Got a text from my mom yesterday: “What kind of tampons do you use? Sport or regular?”
Me: “I have approximately 252 tampons right now, thanks to the 4 boxes you recently sent me. I won’t need any more until 2020.”
Mom: “But they’re on sale. And they don’t go bad. Do you need regular or super?”
There’s no reasoning with this woman. No matter how much or little matter my uterus can expunge each month, she has a coupon. And in all fairness, there’s a good chance that I’ll need some tampons in a little while. And about a month after that. Then maybe 28 days later. I’m seeing a pattern in this.
But in all seriousness, one of the reasons I got to writing this post is because I came across an organization called ZanaAfrica today. They have a thing called the Pad Project. Many girls in Kenya end up missing days of school or dropping out entirely due to lack of funds for sanitary pads. “
ZanaA has found a long-term and holistic solution to this problem, which is to establish a sustainable business creating locally-produced, environmentally-safe sanitary pads in Kenya while advocating for greater policy support of girls.” They are educating women by selling them feminine products. Who would have thought?!
For some fun, go to their website to take a quiz where you can answer 25 interesting questions related to the history of menstruation.
For example, Question 18: The first sanitary napkins didn’t sell well in the USA until?
**Spoiler Alert** Answer: “Women were allowed to self-serve at drugstores by placing money in a box and taking a package from a concealed area.”
Apparently we’ve always been a little shy about buying those things.
When I think about the girls in Africa, I wonder if people know why she’s missing school, which opens her up to ridicule from her classmates? When I buy them I try to find a female cashier.
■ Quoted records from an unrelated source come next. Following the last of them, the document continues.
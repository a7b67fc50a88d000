use axum::{
    Router,
    http::HeaderValue,
    routing::{get, post},
};
use std::sync::Arc;
use tower_http::cors::{Any, CorsLayer};
use tower_http::trace::TraceLayer;

use crate::config::Config;
use crate::services::TrackSearch;
use crate::state::SharedState;

mod error;
mod lookups;
mod pages;
mod system;
mod types;
mod validation;

pub use error::ApiError;
pub use types::*;

#[derive(Clone)]
pub struct AppState {
    pub shared: Arc<SharedState>,

    pub start_time: std::time::Instant,
}

impl AppState {
    #[must_use]
    pub fn store(&self) -> &crate::db::Store {
        &self.shared.store
    }

    #[must_use]
    pub fn finder(&self) -> &Arc<crate::services::SongFinder> {
        &self.shared.finder
    }
}

pub fn create_app_state(shared: Arc<SharedState>) -> Arc<AppState> {
    Arc::new(AppState {
        shared,
        start_time: std::time::Instant::now(),
    })
}

pub async fn create_app_state_from_config(config: Config) -> anyhow::Result<Arc<AppState>> {
    let shared = Arc::new(SharedState::new(config).await?);
    Ok(create_app_state(shared))
}

/// State constructor for tests: the upstream search is replaced by the given
/// [`TrackSearch`] stub.
pub async fn create_app_state_with_search(
    config: Config,
    search: Arc<dyn TrackSearch>,
) -> anyhow::Result<Arc<AppState>> {
    let shared = Arc::new(SharedState::with_search(config, search).await?);
    Ok(create_app_state(shared))
}

pub async fn router(state: Arc<AppState>) -> Router {
    let cors_origins = {
        let config = state.shared.config.read().await;
        config.server.cors_allowed_origins.clone()
    };

    let api_router = Router::new()
        .route("/lookups", get(lookups::api_list_lookups))
        .route("/status", get(system::get_status));

    let cors_layer = if cors_origins.contains(&"*".to_string()) {
        CorsLayer::new().allow_origin(Any)
    } else {
        let origins: Vec<HeaderValue> =
            cors_origins.iter().filter_map(|s| s.parse().ok()).collect();
        CorsLayer::new().allow_origin(origins)
    };

    Router::new()
        .route("/", get(lookups::show_form))
        .route("/", post(lookups::submit_lookup))
        .route("/db", get(lookups::list_lookups))
        .nest("/api", api_router)
        .layer(cors_layer.allow_methods(Any).allow_headers(Any))
        .layer(TraceLayer::new_for_http())
        .with_state(state)
}
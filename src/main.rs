use tunebuddy::{Config, run};

fn main() -> anyhow::Result<()> {
    let config = Config::load()?;
    let worker_threads = config.general.worker_threads;

    let mut builder = tokio::runtime::Builder::new_multi_thread();
    builder.enable_all();

    if worker_threads > 0 {
        builder.worker_threads(worker_threads);
    }

    let runtime = builder.build()?;
    runtime.block_on(run())
}
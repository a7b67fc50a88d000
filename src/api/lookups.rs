use axum::{
    Form, Json,
    extract::{Query, State},
    http::StatusCode,
    response::Html,
};
use serde::Deserialize;
use std::sync::Arc;
use tracing::info;

use super::{ApiError, ApiResponse, AppState, LookupDto, pages, validation};
use crate::db::NewLookup;

#[derive(Debug, Deserialize)]
pub struct LookupForm {
    #[serde(default)]
    pub lyrics: String,
    #[serde(default)]
    pub artist_name: String,
    #[serde(default)]
    pub genre: String,
}

pub async fn show_form() -> Html<String> {
    Html(pages::form_page(&pages::FormValues::default(), &[], None))
}

/// Validates the submission, runs the search, persists one row per valid
/// submission (identical lyrics included), and renders the result.
pub async fn submit_lookup(
    State(state): State<Arc<AppState>>,
    Form(form): Form<LookupForm>,
) -> Result<(StatusCode, Html<String>), ApiError> {
    let mut errors = Vec::new();

    let lyrics = match validation::validate_lyrics(&form.lyrics) {
        Ok(lyrics) => Some(lyrics),
        Err(e) => {
            errors.push(e);
            None
        }
    };

    let artist = match validation::validate_optional_filter(
        "artist_name",
        "Artist name",
        &form.artist_name,
    ) {
        Ok(artist) => artist,
        Err(e) => {
            errors.push(e);
            None
        }
    };

    let genre = match validation::validate_optional_filter("genre", "Genre", &form.genre) {
        Ok(genre) => genre,
        Err(e) => {
            errors.push(e);
            None
        }
    };

    let (Some(lyrics), true) = (lyrics, errors.is_empty()) else {
        let values = pages::FormValues {
            lyrics: &form.lyrics,
            artist_name: &form.artist_name,
            genre: &form.genre,
        };
        return Ok((
            StatusCode::UNPROCESSABLE_ENTITY,
            Html(pages::form_page(&values, &errors, None)),
        ));
    };

    let candidates = state.finder().find_songs(lyrics, artist, genre).await;

    state
        .store()
        .add_lookup(NewLookup {
            lyrics,
            artist_name: artist.unwrap_or(""),
            genre: genre.unwrap_or(""),
            candidates: &candidates,
        })
        .await
        .map_err(|e| ApiError::database(e.to_string()))?;

    info!("Lookup complete: {} -> {}", lyrics, candidates[0]);

    let values = pages::FormValues {
        lyrics,
        artist_name: artist.unwrap_or(""),
        genre: genre.unwrap_or(""),
    };

    Ok((
        StatusCode::OK,
        Html(pages::form_page(&values, &[], Some(&candidates))),
    ))
}

pub async fn list_lookups(
    State(state): State<Arc<AppState>>,
) -> Result<Html<String>, ApiError> {
    let records = state
        .store()
        .list_lookups()
        .await
        .map_err(|e| ApiError::database(e.to_string()))?;

    Ok(Html(pages::db_page(&records)))
}

#[derive(Debug, Deserialize)]
pub struct ListQuery {
    pub limit: Option<usize>,
}

pub async fn api_list_lookups(
    State(state): State<Arc<AppState>>,
    Query(query): Query<ListQuery>,
) -> Result<Json<ApiResponse<Vec<LookupDto>>>, ApiError> {
    let mut records = state
        .store()
        .list_lookups()
        .await
        .map_err(|e| ApiError::database(e.to_string()))?;

    if let Some(limit) = query.limit {
        let limit = validation::validate_limit(limit)?;
        records.truncate(limit);
    }

    let dtos: Vec<LookupDto> = records.into_iter().map(LookupDto::from).collect();

    Ok(Json(ApiResponse::success(dtos)))
}
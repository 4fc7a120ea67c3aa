//! Per-coordinator options

use serde::{Deserialize, Serialize};

use crate::error::{FlightError, Result};

/// Options controlling a single coordinator instance.
#[derive(Debug, Clone, PartialEq, Eq, Serialize, Deserialize)]
#[serde(default)]
pub struct FlightOptions {
    /// Cache the first successful result forever and never run the producer again.
    pub once: bool,
    /// Label carried in log lines and events.
    pub name: String,
    /// Buffer size of the event broadcast channel.
    pub event_capacity: usize,
}

impl Default for FlightOptions {
    fn default() -> Self {
        Self {
            once: false,
            name: "flight".to_string(),
            event_capacity: 256,
        }
    }
}

impl FlightOptions {
    /// Options with `once` enabled.
    pub fn run_once() -> Self {
        Self {
            once: true,
            ..Default::default()
        }
    }

    /// Set the once flag.
    pub fn with_once(mut self, once: bool) -> Self {
        self.once = once;
        self
    }

    /// Set the label used in logs and events.
    pub fn with_name(mut self, name: impl Into<String>) -> Self {
        self.name = name.into();
        self
    }

    /// Set the event channel capacity.
    pub fn with_event_capacity(mut self, capacity: usize) -> Self {
        self.event_capacity = capacity;
        self
    }

    /// Check that every option is in range.
    pub fn validate(&self) -> Result<()> {
        if self.event_capacity == 0 {
            return Err(FlightError::InvalidOption("event_capacity must be at least 1".to_string()));
        }
        Ok(())
    }
}
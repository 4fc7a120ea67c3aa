//! Error types for singleflight
//!
//! Centralized error handling using thiserror. Producer failures are never
//! wrapped in these variants: a coordinator hands the producer's own error type
//! back to every coalesced caller unchanged.

use thiserror::Error;

/// Errors raised by the tooling around a coordinator
#[derive(Debug, Error)]
pub enum FlightError {
    /// An option value is out of range
    #[error("Invalid option: {0}")]
    InvalidOption(String),
}

/// Result type alias for singleflight operations
pub type Result<T> = std::result::Result<T, FlightError>;

#[cfg(test)]
mod tests {
    use super::*;

    #[test]
    fn test_invalid_option_error() {
        let err = FlightError::InvalidOption("event_capacity must be at least 1".to_string());
        assert_eq!(err.to_string(), "Invalid option: event_capacity must be at least 1");
    }

    #[test]
    fn test_error_is_std_error() {
        let err: Box<dyn std::error::Error + Send + Sync> =
            Box::new(FlightError::InvalidOption("callers must be at least 1".to_string()));
        assert!(err.to_string().contains("callers"));
    }

    #[test]
    fn test_result_type_alias() {
        fn returns_ok() -> Result<i32> {
            Ok(42)
        }

        fn returns_err() -> Result<i32> {
            Err(FlightError::InvalidOption("test".to_string()))
        }

        assert!(returns_ok().is_ok());
        assert!(returns_err().is_err());
    }
}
If I can’t find one, then I try to act smug and non-challant with a male, as if I don’t care. Except I kind of do.
And what happens if you run into a male that you know? Maybe an acquiantance or a crush? A neighbor or friend’s husband? For some reason, we still get very embarrassed by buying the pink or black packages. No amount of cutsy-ness makes feminine products less culturally awkward.
Beyond the packaging, the situation itself is just plain annoying. It affects our sex lives. It affects our relationships (PMS and other hormonal fluctuations definitely offer some added bonuses to all relational dynamics). It influences the economy (how much is spent on feminine hygiene products, bathrooms, and advertisements?).
Yet, it’s just a fact of life. So, why do I bring all this up, you ask? It’s not because I want to bring these bodily function issues out in to the open more, since I already did that with Everybody Poops, Even Jesus (though most of you never read it since apparently sex sells but, poop doesn’t…)
My question is: how sacred is this monthly annoyance?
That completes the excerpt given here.